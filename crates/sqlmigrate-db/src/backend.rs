//! Capability traits the engine needs from a database driver.
//!
//! Migration actions only ever see an [`Executor`]; the runner and the
//! version store use [`Database`] and [`Transaction`] on top of it. The
//! `rusqlite` implementation lives in [`crate::sqlite`].

use sqlmigrate_common::Cause;

/// Execute SQL inside an open transaction.
pub trait Executor {
    /// Run one statement, or a `;`-separated batch where the driver allows it.
    fn exec(&self, sql: &str) -> Result<(), Cause>;
}

/// An open transaction. Dropping it without calling [`Transaction::commit`]
/// must roll it back.
pub trait Transaction: Executor {
    /// Run a statement with a single bound integer parameter, returning the
    /// number of affected rows.
    fn exec_with_id(&self, sql: &str, id: i64) -> Result<usize, Cause>;

    /// Make the transaction durable. On failure nothing done inside it may
    /// survive.
    fn commit(self) -> Result<(), Cause>;

    fn rollback(self) -> Result<(), Cause>;
}

/// A live connection borrowed from the caller.
pub trait Database {
    type Tx<'a>: Transaction
    where
        Self: 'a;

    /// Run statements outside of any engine-managed transaction.
    fn exec_batch(&mut self, sql: &str) -> Result<(), Cause>;

    /// Run a query whose first column is an integer, collecting every row.
    fn query_ids(&mut self, sql: &str) -> Result<Vec<i64>, Cause>;

    fn begin(&mut self) -> Result<Self::Tx<'_>, Cause>;
}
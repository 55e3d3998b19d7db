pub mod error;
pub mod types;

pub use error::{Cause, Error, Phase, Result};
pub use types::{Dialect, MigrationId, SqlIdent};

--- EXERCISE ---
Print out every entry, keeping each one exact.

--- OUTPUT BELOW ---
filename crates/sqlmigrate-db/src/backend.rs
//! Capability traits the engine needs from a database driver.
//!
//! Migration actions only ever see an [`Executor`]; the runner and the
//! version store use [`Database`] and [`Transaction`] on top of it. The
//! `rusqlite` implementation lives in [`crate::sqlite`].

use sqlmigrate_common::Cause;

/// Execute SQL inside an open transaction.
pub trait Executor {
    /// Run one statement, or a `;`-separated batch where the driver allows it.
    fn exec(&self, sql: &str) -> Result<(), Cause>;
}

/// An open transaction. Dropping it without calling [`Transaction::commit`]
/// must roll it back.
pub trait Transaction: Executor {
    /// Run a statement with a single bound integer parameter, returning the
    /// number of affected rows.
    fn exec_with_id(&self, sql: &str, id: i64) -> Result<usize, Cause>;

    /// Make the transaction durable. On failure nothing done inside it may
    /// survive.
    fn commit(self) -> Result<(), Cause>;

    fn rollback(self) -> Result<(), Cause>;
}

/// A live connection borrowed from the caller.
pub trait Database {
    type Tx<'a>: Transaction
    where
        Self: 'a;

    /// Run statements outside of any engine-managed transaction.
    fn exec_batch(&mut self, sql: &str) -> Result<(), Cause>;

    /// Run a query whose first column is an integer, collecting every row.
    fn query_ids(&mut self, sql: &str) -> Result<Vec<i64>, Cause>;

    fn begin(&mut self) -> Result<Self::Tx<'_>, Cause>;
}
repository 55e3d3998b19d7db
pub mod error;
pub mod types;

pub use error::{Cause, Error, Phase, Result};
pub use types::{Dialect, MigrationId, SqlIdent};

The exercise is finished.